Q. The term "fast wide SCSI-II" signifies a SCSI bus that operates at a data rate of 20 megabytes per second when it moves a packet of bytes among the host and a device. Presume that a fast wide SCSI-II disk drive spins at 7200 RPM has a sector size of 512 bytes and holds 160 sectors per track.
a. Estimate the continued transfer rate of this drive in megabytes per second.
b. Presume that the drive has 7000 cylinders 20 tracks per cylinder a head switch time from one platter to another of 0.5 millisecond as well as an adjacent cylinder seek time of 2 milliseconds. Utilize this additional information to give an accurate estimate of the sustained transfer rate for a huge transfer.

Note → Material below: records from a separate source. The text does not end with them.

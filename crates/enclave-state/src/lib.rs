//! enclave-state — embedded state store for the Enclave rollout operator.
//!
//! Backed by [redb](https://docs.rs/redb), provides persistent and in-memory
//! state management for rollout requests, cluster nodes, and the side-effect
//! objects a rollout creates (installer workloads and runtime classes).
//!
//! # Architecture
//!
//! All domain types are JSON-serialized into redb's `&[u8]` value columns.
//! Rollout records carry a revision counter bumped on every write; status
//! updates are conditional on the caller's expected revision so concurrent
//! writers are detected (`StateError::Conflict`) rather than silently lost.
//!
//! Side-effect objects are created with create-if-absent semantics
//! (`StateError::AlreadyExists` signals "already satisfied") and carry an
//! owner link back to their rollout; deleting the rollout cascades to every
//! object it owns.
//!
//! The `StateStore` is `Clone` + `Send` + `Sync` (backed by `Arc<Database>`)
//! and can be shared across async tasks.

pub mod error;
pub mod store;
pub mod tables;
pub mod types;

pub use error::{StateError, StateResult};
pub use store::StateStore;
pub use types::*;
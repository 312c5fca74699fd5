//! Rollout lifecycle integration tests.
//!
//! Walks full rollouts through the reconcile state machine against an
//! in-memory store: initialization, installer workload creation, progress
//! folding as the external installer labels nodes, finalization, runtime
//! exposure, and deletion. All tests run in-process.

use std::collections::BTreeMap;

use enclave_controller::progress::{SUCCESS_LABEL_KEY, SUCCESS_LABEL_VALUE};
use enclave_controller::resources::RUNTIME_VARIANTS;
use enclave_controller::selector::DEFAULT_WORKER_LABEL_KEY;
use enclave_controller::{
    Reconcile, ReconcileError, RolloutController, MONITOR_POLL_INTERVAL,
};
use enclave_state::{NodeRecord, RolloutRequest, StateStore};

fn test_store() -> StateStore {
    StateStore::open_in_memory().unwrap()
}

fn test_request(name: &str) -> RolloutRequest {
    RolloutRequest {
        name: name.to_string(),
        node_selector: None,
        source_image: "registry.local/enclave:1.0".to_string(),
        deleted: false,
        created_at: 1000,
    }
}

fn worker_node(name: &str) -> NodeRecord {
    let mut labels = BTreeMap::new();
    labels.insert(DEFAULT_WORKER_LABEL_KEY.to_string(), String::new());
    NodeRecord {
        name: name.to_string(),
        labels,
        registered_at: 1000,
    }
}

fn seed_workers(store: &StateStore, count: u32) {
    for i in 1..=count {
        store.put_node(&worker_node(&format!("node-{i}"))).unwrap();
    }
}

/// Simulate the external installer finishing on a node.
fn mark_installed(store: &StateStore, node: &str) {
    store
        .label_node(node, SUCCESS_LABEL_KEY, SUCCESS_LABEL_VALUE)
        .unwrap();
}

// ── Scenario A: fresh rollout, no node labeled yet ────────────────

#[test]
fn fresh_rollout_pins_target_and_creates_workload() {
    let store = test_store();
    seed_workers(&store, 3);
    store.create_rollout(&test_request("default")).unwrap();

    let controller = RolloutController::new(store.clone());
    let outcome = controller.reconcile("default").unwrap();

    let stored = store.get_rollout("default").unwrap().unwrap();
    assert_eq!(stored.status.target_node_count, 3);
    assert_eq!(stored.status.in_progress.count, 0);
    assert_eq!(stored.status.completed.count, 0);

    let workloads = store.list_workloads().unwrap();
    assert_eq!(workloads.len(), 1);
    assert_eq!(workloads[0].name, "enclave-installer-install");
    assert_eq!(workloads[0].image, "registry.local/enclave:1.0");

    // Still waiting for nodes, so monitoring continues.
    assert_eq!(outcome, Reconcile::RequeueAfter(MONITOR_POLL_INTERVAL));
}

// ── Scenario B: partial progress ──────────────────────────────────

#[test]
fn partial_progress_folds_labeled_nodes_and_requeues() {
    let store = test_store();
    seed_workers(&store, 3);
    store.create_rollout(&test_request("default")).unwrap();

    let controller = RolloutController::new(store.clone());
    controller.reconcile("default").unwrap();

    mark_installed(&store, "node-1");
    mark_installed(&store, "node-3");

    let outcome = controller.reconcile("default").unwrap();

    let stored = store.get_rollout("default").unwrap().unwrap();
    assert_eq!(stored.status.in_progress.count, 2);
    assert_eq!(stored.status.completed.count, 0);
    assert!(stored.status.exposed_runtime_names.is_empty());

    // Workload untouched, re-invocation requested.
    assert_eq!(store.list_workloads().unwrap().len(), 1);
    assert_eq!(outcome, Reconcile::RequeueAfter(MONITOR_POLL_INTERVAL));
}

// ── Scenario C: completion and exposure ───────────────────────────

#[test]
fn full_progress_finalizes_and_exposes_runtime() {
    let store = test_store();
    seed_workers(&store, 3);
    store.create_rollout(&test_request("default")).unwrap();

    let controller = RolloutController::new(store.clone());
    controller.reconcile("default").unwrap();

    for i in 1..=3 {
        mark_installed(&store, &format!("node-{i}"));
    }

    // Folding pass: every node reported, finalize on the next invocation.
    let outcome = controller.reconcile("default").unwrap();
    assert_eq!(outcome, Reconcile::Requeue);

    // Finalization pass.
    let outcome = controller.reconcile("default").unwrap();
    assert_eq!(outcome, Reconcile::Done);

    let stored = store.get_rollout("default").unwrap().unwrap();
    assert_eq!(stored.status.completed.count, 3);
    assert_eq!(stored.status.in_progress.count, 0);
    assert_eq!(
        stored.status.exposed_runtime_names,
        RUNTIME_VARIANTS.join(",")
    );

    let classes = store.list_runtime_classes().unwrap();
    assert_eq!(classes.len(), RUNTIME_VARIANTS.len());
    for class in &classes {
        assert_eq!(class.name, class.handler);
        assert!(class.node_selector.is_some());
    }

    // Steady state: a further reconcile is a no-op.
    let outcome = controller.reconcile("default").unwrap();
    assert_eq!(outcome, Reconcile::Done);
    assert_eq!(store.list_runtime_classes().unwrap().len(), RUNTIME_VARIANTS.len());
}

// ── Scenario D: deletion marker ───────────────────────────────────

#[test]
fn deletion_marker_is_a_noop_at_any_state() {
    let store = test_store();
    seed_workers(&store, 2);
    store.create_rollout(&test_request("default")).unwrap();

    let controller = RolloutController::new(store.clone());
    controller.reconcile("default").unwrap();
    let before = store.get_rollout("default").unwrap().unwrap();

    store.mark_rollout_deleted("default").unwrap();
    let outcome = controller.reconcile("default").unwrap();

    assert_eq!(outcome, Reconcile::Done);
    let after = store.get_rollout("default").unwrap().unwrap();
    assert_eq!(after.status, before.status);
}

// ── Scenario E: missing source image ──────────────────────────────

#[test]
fn missing_image_reports_precondition_without_side_effects() {
    let store = test_store();
    seed_workers(&store, 2);
    let mut request = test_request("default");
    request.source_image = String::new();
    store.create_rollout(&request).unwrap();

    let controller = RolloutController::new(store.clone());
    let err = controller.reconcile("default").unwrap_err();

    assert!(matches!(err, ReconcileError::SourceImageUnset));
    assert!(err.retry_after().is_some());
    assert!(store.list_workloads().unwrap().is_empty());
    assert!(store.list_runtime_classes().unwrap().is_empty());

    // Setting the image heals the rollout on the next pass.
    request.source_image = "registry.local/enclave:1.0".to_string();
    store.update_rollout_request(&request).unwrap();

    controller.reconcile("default").unwrap();
    assert_eq!(store.list_workloads().unwrap().len(), 1);
}

// ── Idempotency and invariants ────────────────────────────────────

#[test]
fn repeated_reconciles_create_each_side_effect_once() {
    let store = test_store();
    seed_workers(&store, 2);
    store.create_rollout(&test_request("default")).unwrap();

    let controller = RolloutController::new(store.clone());
    for i in 1..=2 {
        mark_installed(&store, &format!("node-{i}"));
    }

    // Drive to steady state, then keep reconciling.
    for _ in 0..6 {
        controller.reconcile("default").unwrap();
    }

    assert_eq!(store.list_workloads().unwrap().len(), 1);
    assert_eq!(store.list_runtime_classes().unwrap().len(), RUNTIME_VARIANTS.len());
}

#[test]
fn progress_is_monotonic_across_arbitrary_reentry() {
    let store = test_store();
    seed_workers(&store, 3);
    store.create_rollout(&test_request("default")).unwrap();

    let controller = RolloutController::new(store.clone());
    let mut last_completed = 0;

    for step in 0..10 {
        // Label one more node every few passes.
        if step % 3 == 0 && step / 3 < 3 {
            mark_installed(&store, &format!("node-{}", step / 3 + 1));
        }
        controller.reconcile("default").unwrap();

        let status = store.get_rollout("default").unwrap().unwrap().status;
        assert!(status.completed.count >= last_completed);
        assert!(status.in_progress.count + status.completed.count <= status.target_node_count);
        last_completed = status.completed.count;
    }

    let status = store.get_rollout("default").unwrap().unwrap().status;
    assert_eq!(status.completed.count, 3);
}

#[test]
fn exposure_happens_only_after_every_node_reports() {
    let store = test_store();
    seed_workers(&store, 2);
    store.create_rollout(&test_request("default")).unwrap();

    let controller = RolloutController::new(store.clone());
    controller.reconcile("default").unwrap();

    mark_installed(&store, "node-1");
    controller.reconcile("default").unwrap();
    controller.reconcile("default").unwrap();
    assert!(store.list_runtime_classes().unwrap().is_empty());

    mark_installed(&store, "node-2");
    controller.reconcile("default").unwrap();
    controller.reconcile("default").unwrap();
    assert_eq!(store.list_runtime_classes().unwrap().len(), RUNTIME_VARIANTS.len());
}

#[test]
fn stale_revision_write_is_rejected_and_retry_succeeds() {
    let store = test_store();
    seed_workers(&store, 1);
    store.create_rollout(&test_request("default")).unwrap();

    let controller = RolloutController::new(store.clone());

    // A concurrent writer bumps the revision between the controller's read
    // and its write.
    let stored = store.get_rollout("default").unwrap().unwrap();
    store
        .update_rollout_status("default", &stored.status, stored.revision)
        .unwrap();

    // The controller reads fresh state each pass, so its own pass succeeds
    // against the new revision.
    controller.reconcile("default").unwrap();
    let stored = store.get_rollout("default").unwrap().unwrap();
    assert_eq!(stored.status.target_node_count, 1);
}

#[test]
fn cascade_delete_removes_all_side_effects() {
    let store = test_store();
    seed_workers(&store, 1);
    store.create_rollout(&test_request("default")).unwrap();

    let controller = RolloutController::new(store.clone());
    mark_installed(&store, "node-1");
    for _ in 0..3 {
        controller.reconcile("default").unwrap();
    }
    assert!(!store.list_workloads().unwrap().is_empty());
    assert!(!store.list_runtime_classes().unwrap().is_empty());

    store.delete_rollout("default").unwrap();

    assert!(store.list_workloads().unwrap().is_empty());
    assert!(store.list_runtime_classes().unwrap().is_empty());
    // Reconciling the deleted rollout is a clean no-op.
    assert_eq!(controller.reconcile("default").unwrap(), Reconcile::Done);
}

#[test]
fn target_count_is_snapshotted_once() {
    let store = test_store();
    seed_workers(&store, 2);
    store.create_rollout(&test_request("default")).unwrap();

    let controller = RolloutController::new(store.clone());
    controller.reconcile("default").unwrap();
    assert_eq!(
        store.get_rollout("default").unwrap().unwrap().status.target_node_count,
        2
    );

    // More workers appear after the target was pinned.
    seed_workers(&store, 4);
    controller.reconcile("default").unwrap();

    // The snapshot is never re-derived.
    assert_eq!(
        store.get_rollout("default").unwrap().unwrap().status.target_node_count,
        2
    );
}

c. Presume that the average seek time for the drive is 8 milliseconds. Evaluate the I/Os per second as well as the effective transfer rate for a random-access workload that reads individual sectors that are scattered across the disk.
d. Compute the random-access I/Os per second and transfer rate for I/O sizes of 4 kilobytes 8 kilobytes and 64 kilobytes.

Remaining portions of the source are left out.